Sebuah rekaman video yang menampilkan adegan tidak senonoh antara seorang wanita dewasa yang diidentifikasi sebagai ibu tiri dan seorang pria muda yang disebut sebagai anak tirinya di sebuah , kembali menjadi perbincangan hangat di berbagai platform media sosial pada Selasa, 17 Maret 2026. Video berdurasi singkat ini dengan cepat menyebar dan memicu gelombang pencarian masif dari warganet yang penasaran untuk menemukan rekaman asli atau versi lengkapnya.

Fenomena viralnya video ini tidak hanya menimbulkan rasa ingin tahu, tetapi juga memicu kekhawatiran serius dari berbagai pihak, termasuk aparat penegak hukum. Kepolisian, melalui unit siber, telah mengonfirmasi bahwa mereka sedang melakukan penyelidikan mendalam terkait asal-usul dan penyebaran konten tersebut.

Penyelidikan Hukum dan Ancaman UU ITE

Kepala Bidang Humas Polda Sumatera Utara, Kombes Pol. Hadi Wibowo, menyatakan bahwa pihaknya telah menerima laporan awal dan sedang menelusuri identitas para pelaku dalam video, serta pihak yang pertama kali mengunggah dan menyebarkannya. “Kami sedang bekerja keras untuk mengidentifikasi individu-individu yang terlibat dalam video tersebut, termasuk siapa yang bertanggung jawab atas penyebaran awalnya. Ini adalah prioritas kami,” ujar Kombes Hadi dalam keterangan persnya.

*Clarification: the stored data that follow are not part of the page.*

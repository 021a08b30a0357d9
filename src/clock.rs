use std::cell::Cell;
use std::rc::Rc;
use std::time::{Duration, Instant};

/// Monotonic time source, measured from an arbitrary origin.
pub trait Clock {
    fn now(&self) -> Duration;
}

/// Wall clock backed by `Instant`
#[derive(Debug, Clone, Copy)]
pub struct SystemClock {
    origin: Instant,
}

impl SystemClock {
    pub fn new() -> Self {
        Self {
            origin: Instant::now(),
        }
    }
}

impl Default for SystemClock {
    fn default() -> Self {
        Self::new()
    }
}

impl Clock for SystemClock {
    fn now(&self) -> Duration {
        self.origin.elapsed()
    }
}

/// Clock that only moves when told to; used to drive rounds in tests.
#[derive(Debug, Default)]
pub struct ManualClock {
    now: Cell<Duration>,
}

impl ManualClock {
    pub fn new() -> Self {
        Self::default()
    }

    pub fn advance(&self, by: Duration) {
        self.now.set(self.now.get() + by);
    }
}

impl Clock for ManualClock {
    fn now(&self) -> Duration {
        self.now.get()
    }
}

impl<C: Clock + ?Sized> Clock for Rc<C> {
    fn now(&self) -> Duration {
        (**self).now()
    }
}

impl<C: Clock + ?Sized> Clock for &C {
    fn now(&self) -> Duration {
        (**self).now()
    }
}

/// Periodic tick source for one round.
///
/// A timer is tied to the round it was armed for through `generation`; the
/// session drops it when that round ends so a stale timer never fires.
#[derive(Debug, Clone, Copy, PartialEq, Eq)]
pub struct RoundTimer {
    generation: u64,
    period: Duration,
    next_due: Duration,
}

impl RoundTimer {
    pub const PERIOD: Duration = Duration::from_secs(1);

    pub fn arm(generation: u64, now: Duration) -> Self {
        Self::with_period(generation, now, Self::PERIOD)
    }

    pub fn with_period(generation: u64, now: Duration, period: Duration) -> Self {
        let period = period.max(Duration::from_millis(1));
        Self {
            generation,
            period,
            next_due: now + period,
        }
    }

    pub fn generation(&self) -> u64 {
        self.generation
    }

    /// Number of whole periods that elapsed since the last poll
    pub fn due_ticks(&mut self, now: Duration) -> u32 {
        let mut ticks = 0;
        while now >= self.next_due {
            self.next_due += self.period;
            ticks += 1;
        }
        ticks
    }
}

#[cfg(test)]
mod tests {
    use super::*;

    #[test]
    fn manual_clock_advances() {
        let clock = ManualClock::new();
        assert_eq!(clock.now(), Duration::ZERO);
        clock.advance(Duration::from_millis(1500));
        assert_eq!(clock.now(), Duration::from_millis(1500));
    }

    #[test]
    fn shared_clock_sees_advances() {
        let clock = Rc::new(ManualClock::new());
        let shared = Rc::clone(&clock);
        clock.advance(Duration::from_secs(3));
        assert_eq!(shared.now(), Duration::from_secs(3));
    }

    #[test]
    fn system_clock_is_monotonic() {
        let clock = SystemClock::new();
        let a = clock.now();
        let b = clock.now();
        assert!(b >= a);
    }

    #[test]
    fn timer_counts_whole_periods() {
        let mut timer = RoundTimer::arm(1, Duration::ZERO);
        assert_eq!(timer.due_ticks(Duration::from_millis(999)), 0);
        assert_eq!(timer.due_ticks(Duration::from_millis(2500)), 2);
        assert_eq!(timer.due_ticks(Duration::from_millis(2999)), 0);
        assert_eq!(timer.due_ticks(Duration::from_secs(3)), 1);
        assert_eq!(timer.generation(), 1);
    }

    #[test]
    fn timer_starts_counting_from_arm_time() {
        let mut timer = RoundTimer::arm(0, Duration::from_secs(10));
        assert_eq!(timer.due_ticks(Duration::from_secs(10)), 0);
        assert_eq!(timer.due_ticks(Duration::from_secs(11)), 1);
    }
}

Penyebaran semacam ini dapat dijerat dengan Undang-Undang Informasi dan Transaksi Elektronik (UU ITE) Pasal 27 ayat (1) yang melarang setiap orang dengan sengaja dan tanpa hak mendistribusikan dan/atau mentransmisikan dan/atau membuat dapat diaksesnya Informasi Elektronik dan/atau Dokumen Elektronik yang memiliki muatan yang melanggar kesusilaan. Ancaman hukuman pidana penjara maksimal enam tahun dan/atau denda maksimal Rp 1 miliar menanti para pelaku penyebaran.

Peringatan untuk Warganet dan Etika Digital

Pihak kepolisian juga mengimbau masyarakat untuk tidak ikut serta dalam menyebarkan video tersebut. “Kami mengingatkan masyarakat agar tidak ikut-ikutan menyebarkan konten yang melanggar hukum. Selain dapat dijerat pidana, tindakan ini juga merugikan korban dan mencoreng etika digital kita,” tambah Kombes Hadi. Ahli hukum siber, Dr. Rina Sari, dari Universitas Indonesia, menyoroti bahaya laten dari tren pencarian konten viral yang tidak bertanggung jawab.

“Masyarakat harus lebih bijak dalam menggunakan internet. Rasa penasaran tidak boleh mengalahkan kesadaran hukum dan etika. Setiap klik dan bagikan memiliki konsekuensi, baik bagi diri sendiri maupun orang lain,” kata Dr. Rina.

Insiden ini kembali menjadi pengingat akan pentingnya literasi digital dan tanggung jawab dalam bermedia sosial. Penyelidikan masih terus berlangsung untuk mengungkap fakta-fakta di balik video viral ini dan menindak tegas pihak-pihak yang terlibat dalam pelanggaran hukum.